> **PROBLEM STATEMENT**: Within the entries below, find each line containing the word "succeed" and copy it.

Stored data
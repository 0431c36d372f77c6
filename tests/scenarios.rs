//! End-to-end scenarios run against the public `Interpreter` API: the
//! concrete literal-input-to-observable-outcome cases an interpreter like
//! this one needs to get right, covering shared structure, explicit
//! collection, and out-of-memory recovery.

use minilang::config::{Config, ScopePolicy};
use minilang::{parser, Interpreter};

fn run(src: &str, heap_capacity: usize) -> Interpreter {
    let program = parser::parse(src).expect("parse should succeed");
    let mut interp = Interpreter::new(Config::new(heap_capacity));
    interp.run(&program).expect("run should succeed");
    interp
}

fn list_cell_count(interp: &Interpreter, name: &str) -> usize {
    let value = interp.names().get(name).expect("name should be bound");
    let list = value.as_list().expect("value should be a list");
    list.cells(interp.heap()).len()
}

#[test]
fn s1_basic_cons_shares_the_tail() {
    let interp = run("x := [1,2,3]; y := cons(0, x)", 16);

    assert_eq!(interp.dump().to_string(), "Dump of Symbol Table\n  x -> [1, 2, 3]\n  y -> [0, 1, 2, 3]\nFunction Table\n");
    // y's head cell plus x's 3 shared cells: 4 total, not 7.
    assert_eq!(interp.heap().count_allocated(), 4);
}

#[test]
fn s2_gc_reclaims_unreferenced_list_after_reassignment() {
    let mut interp = run("x := [1,2,3]; x := [4,5]", 5);
    interp.collect().unwrap();
    assert_eq!(interp.heap().count_allocated(), 2);
    assert_eq!(list_cell_count(&interp, "x"), 2);
}

#[test]
fn s3_shared_tail_via_cdr() {
    let interp = run("x := [1,2,3]; y := cons(9, cdr(x))", 16);
    assert_eq!(interp.heap().count_allocated(), 4);
    assert_eq!(interp.dump().to_string().lines().nth(2).unwrap(), "  y -> [9, 2, 3]");
}

#[test]
fn s4_recursive_sum_via_user_procedure() {
    let src = "define sum(i) proc return := 0; while i do return := return + i; i := i - 1 od end; \
               x := 5; x := sum(x)";
    let interp = run(src, 16);
    assert_eq!(interp.names().get("x").unwrap().as_number(), Some(15));
}

#[test]
fn s5_oom_recovered_by_reclaiming_unreachable_list_on_reassignment() {
    // Heap capacity 3, fully used by the first list: the moment `x` is
    // reassigned, those 3 cells become unreachable, so the single cell
    // `cons` needs is satisfied by a collection triggered mid-assignment
    // rather than an `OutOfMemory` failure. The empty-list literal costs no
    // cell under this crate's empty-list representation (see DESIGN.md), so
    // only `cons`'s one new cell remains allocated afterwards.
    let interp = run("x := [1,2,3]; x := cons(0, [])", 3);
    assert_eq!(interp.heap().count_allocated(), 1);
    assert_eq!(interp.names().get("x").unwrap().as_list().unwrap().is_empty(), false);
}

#[test]
fn s6_oom_hard_failure_does_not_corrupt_existing_lists() {
    let program = parser::parse("x := [1,2,3]; y := cons(0, x)").unwrap();
    let mut interp = Interpreter::new(Config::new(3));
    let err = interp.run(&program).unwrap_err();
    assert_eq!(err, minilang::MiniLangError::OutOfMemory);
    // x survives untouched: still 3 live cells reachable from it.
    assert_eq!(list_cell_count(&interp, "x"), 3);
}

#[test]
fn assignment_does_not_copy_shared_lists() {
    let mut interp = run("x := [1,2,3]; y := x", 16);
    interp.collect().unwrap();
    assert_eq!(interp.heap().count_allocated(), 3);
}

#[test]
fn static_scoping_does_not_see_caller_locals() {
    let src = "define f() proc return := secret end; secret := 1; x := f()";
    let program = parser::parse(src).unwrap();
    let mut interp = Interpreter::new(Config::new(16));
    let err = interp.run(&program).unwrap_err();
    assert_eq!(err, minilang::MiniLangError::UnboundName("secret".to_string()));
}

#[test]
fn static_scoped_call_does_not_corrupt_outer_lists_under_memory_pressure() {
    // The callee's own NameTable is empty under static scoping, so it can't
    // see `x` — but a collection triggered while `f`'s body is allocating
    // must still treat `x` as rooted. Heap capacity 4 can't hold both `x`'s
    // 3 cells and `t`'s 2, so this must fail with OutOfMemory rather than
    // silently freeing (and then overwriting) `x`'s cells.
    let src = "x := [1,2,3]; define f() proc t := [4,5] end; y := f()";
    let program = parser::parse(src).unwrap();
    let mut interp = Interpreter::new(Config::new(4));
    let err = interp.run(&program).unwrap_err();
    assert_eq!(err, minilang::MiniLangError::OutOfMemory);
    assert_eq!(list_cell_count(&interp, "x"), 3);
}

#[test]
fn dynamic_scoping_sees_and_mutates_caller_locals() {
    let src = "define f() proc return := secret; secret := 99 end; secret := 1; x := f()";
    let program = parser::parse(src).unwrap();
    let mut interp = Interpreter::new(Config::new(16).with_scope_policy(ScopePolicy::Dynamic));
    interp.run(&program).unwrap();
    assert_eq!(interp.names().get("x").unwrap().as_number(), Some(1));
    assert_eq!(interp.names().get("secret").unwrap().as_number(), Some(99));
}

#[test]
fn arity_mismatch_is_reported_and_does_not_corrupt_the_heap() {
    let src = "define f(a, b) proc return := a + b end; x := f(1)";
    let program = parser::parse(src).unwrap();
    let mut interp = Interpreter::new(Config::new(16));
    let err = interp.run(&program).unwrap_err();
    assert!(matches!(err, minilang::MiniLangError::ArityMismatch { .. }));
    assert_eq!(interp.heap().count_allocated(), 0);
}

#[test]
fn car_on_empty_list_is_an_error() {
    let program = parser::parse("x := car([])").unwrap();
    let mut interp = Interpreter::new(Config::new(16));
    let err = interp.run(&program).unwrap_err();
    assert_eq!(err, minilang::MiniLangError::EmptyList);
}

#[test]
fn missing_return_is_an_error() {
    let src = "define f() proc x := 1 end; y := f()";
    let program = parser::parse(src).unwrap();
    let mut interp = Interpreter::new(Config::new(16));
    let err = interp.run(&program).unwrap_err();
    assert!(matches!(err, minilang::MiniLangError::MissingReturn(_)));
}

#[test]
fn list_concatenation_flattens_both_operands() {
    let interp = run("x := [1,2] || [3,4]", 16);
    assert_eq!(interp.dump().to_string().lines().nth(1).unwrap(), "  x -> [1, 2, 3, 4]");
}

#[test]
fn nullp_listp_intp_predicates() {
    let src = "a := nullp([]); b := nullp([1]); c := listp([1]); d := listp(5); e := intp(5); f := intp(x)";
    let mut interp = Interpreter::new(Config::new(16));
    let program = parser::parse(&format!("x := 1; {src}")).unwrap();
    interp.run(&program).unwrap();
    assert_eq!(interp.names().get("a").unwrap().as_number(), Some(1));
    assert_eq!(interp.names().get("b").unwrap().as_number(), Some(0));
    assert_eq!(interp.names().get("c").unwrap().as_number(), Some(1));
    assert_eq!(interp.names().get("d").unwrap().as_number(), Some(0));
    assert_eq!(interp.names().get("e").unwrap().as_number(), Some(1));
    // `intp` evaluates its argument by default: `x` is bound to a Number.
    assert_eq!(interp.names().get("f").unwrap().as_number(), Some(1));
}
//! Built-in list operations: `car`, `cdr`, `cons`, `nullp`, `listp`, `intp`,
//! and `||` concatenation.
//!
//! Dispatch is a fixed table keyed by identifier; see [`BuiltIn::lookup`].

use crate::ast::Expr;
use crate::config::IntpMode;
use crate::error::{MiniLangError, Result};
use crate::eval::{eval_expr, EvalCtx};
use crate::heap::CellIndex;
use crate::value::{slot_to_value, value_to_slot, List, Sequence, Value};

/// The six reserved built-in names. An identifier matching one of these
/// always dispatches here rather than to the [`crate::env::FuncTable`],
/// regardless of whether a same-named procedure was also defined.
#[derive(Debug, Clone, Copy, PartialEq, Eq)]
pub enum BuiltIn {
    Car,
    Cdr,
    Cons,
    Nullp,
    Listp,
    Intp,
}

impl BuiltIn {
    pub fn lookup(name: &str) -> Option<BuiltIn> {
        Some(match name {
            "car" => BuiltIn::Car,
            "cdr" => BuiltIn::Cdr,
            "cons" => BuiltIn::Cons,
            "nullp" => BuiltIn::Nullp,
            "listp" => BuiltIn::Listp,
            "intp" => BuiltIn::Intp,
            _ => return None,
        })
    }

    pub fn name(self) -> &'static str {
        match self {
            BuiltIn::Car => "car",
            BuiltIn::Cdr => "cdr",
            BuiltIn::Cons => "cons",
            BuiltIn::Nullp => "nullp",
            BuiltIn::Listp => "listp",
            BuiltIn::Intp => "intp",
        }
    }

    fn expect_arity(self, args: &[Expr], n: usize) -> Result<()> {
        if args.len() != n {
            return Err(MiniLangError::ArityMismatch {
                name: self.name().to_string(),
                expected: n,
                actual: args.len(),
            });
        }
        Ok(())
    }

    pub fn eval(self, ctx: &mut EvalCtx, args: &[Expr]) -> Result<Value> {
        match self {
            BuiltIn::Car => {
                self.expect_arity(args, 1)?;
                car(ctx, &args[0])
            }
            BuiltIn::Cdr => {
                self.expect_arity(args, 1)?;
                cdr(ctx, &args[0])
            }
            BuiltIn::Cons => {
                self.expect_arity(args, 2)?;
                cons(ctx, &args[0], &args[1])
            }
            BuiltIn::Nullp => {
                self.expect_arity(args, 1)?;
                nullp(ctx, &args[0])
            }
            BuiltIn::Listp => {
                self.expect_arity(args, 1)?;
                listp(ctx, &args[0])
            }
            BuiltIn::Intp => {
                self.expect_arity(args, 1)?;
                intp(ctx, &args[0])
            }
        }
    }
}

fn eval_to_list(ctx: &mut EvalCtx, expr: &Expr, op: &str) -> Result<List> {
    match eval_expr(ctx, expr)? {
        Value::List(l) => Ok(l),
        Value::Number(_) => Err(MiniLangError::TypeError(format!("{op} requires a List argument"))),
    }
}

/// `car(L)`.
fn car(ctx: &mut EvalCtx, arg: &Expr) -> Result<Value> {
    let list = eval_to_list(ctx, arg, "car")?;
    let head = list.head().ok_or(MiniLangError::EmptyList)?;
    let value = slot_to_value(ctx.heap.car(head));
    ctx.remember(value);
    Ok(value)
}

/// `cdr(L)`. Does not allocate; returns the empty list if `L`
/// is already empty.
fn cdr(ctx: &mut EvalCtx, arg: &Expr) -> Result<Value> {
    let list = eval_to_list(ctx, arg, "cdr")?;
    let value = match list.head() {
        Some(head) => match ctx.heap.cdr(head) {
            Some(tail) => Value::List(List::from_head(tail)),
            None => Value::List(List::empty()),
        },
        None => Value::List(List::empty()),
    };
    ctx.remember(value);
    Ok(value)
}

/// `cons(x, y)`. `y` must be a List; `x` may be anything.
fn cons(ctx: &mut EvalCtx, x: &Expr, y: &Expr) -> Result<Value> {
    let x_val = eval_expr(ctx, x)?;
    ctx.remember(x_val);
    let y_list = eval_to_list(ctx, y, "cons")?;
    ctx.remember(Value::List(y_list));

    let roots = ctx.roots();
    let idx = ctx.heap.alloc(&roots)?;
    ctx.heap.set(idx, value_to_slot(x_val), y_list.head());

    let value = Value::List(List::from_head(idx));
    ctx.remember(value);
    Ok(value)
}

/// `nullp(v)`.
fn nullp(ctx: &mut EvalCtx, arg: &Expr) -> Result<Value> {
    let is_empty_list = matches!(eval_expr(ctx, arg)?, Value::List(l) if l.is_empty());
    Ok(Value::Number(is_empty_list as i64))
}

/// `listp(v)`.
fn listp(ctx: &mut EvalCtx, arg: &Expr) -> Result<Value> {
    let is_list = matches!(eval_expr(ctx, arg)?, Value::List(_));
    Ok(Value::Number(is_list as i64))
}

/// `intp(v)`. Defaults to "evaluates to an integer";
/// [`IntpMode::SyntacticNumberLiteral`] instead treats `intp` as purely
/// syntactic, true only for a literal NUMBER token.
fn intp(ctx: &mut EvalCtx, arg: &Expr) -> Result<Value> {
    let is_int = match ctx.config.intp_mode {
        IntpMode::EvaluatesToInteger => matches!(eval_expr(ctx, arg)?, Value::Number(_)),
        IntpMode::SyntacticNumberLiteral => matches!(arg, Expr::Number(_)),
    };
    Ok(Value::Number(is_int as i64))
}

/// `lhs || rhs` list concatenation. Both sides must evaluate to Lists. We
/// flatten into a fresh chain of N+M cells rather than nesting a single new
/// cell over the two operands: flattening keeps `car`/`cdr` on the result
/// behaving exactly like any other flat list, with no special-casing for a
/// concatenation node, at the cost of copying both operands' elements.
pub fn concat(ctx: &mut EvalCtx, lhs: &Expr, rhs: &Expr) -> Result<Value> {
    let lhs_list = eval_to_list(ctx, lhs, "||")?;
    ctx.remember(Value::List(lhs_list));
    let rhs_list = eval_to_list(ctx, rhs, "||")?;
    ctx.remember(Value::List(rhs_list));

    let mut elements = list_elements(ctx.heap, lhs_list);
    elements.extend(list_elements(ctx.heap, rhs_list));

    let roots = ctx.roots();
    let list = Sequence::materialize(ctx.heap, &elements, &roots)?;
    Ok(Value::List(list))
}

/// Reads off a list's elements (shallow: nested lists are returned as
/// `Value::List`, not recursively flattened) by walking its cell chain.
fn list_elements(heap: &crate::heap::Heap, list: List) -> Vec<Value> {
    let mut elements = Vec::new();
    let mut cursor: Option<CellIndex> = list.head();
    while let Some(idx) = cursor {
        elements.push(slot_to_value(heap.car(idx)));
        cursor = heap.cdr(idx);
    }
    elements
}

> **RESPONSE**:
    let program = parser::parse(src).expect("parse should succeed");
    interp.run(&program).expect("run should succeed");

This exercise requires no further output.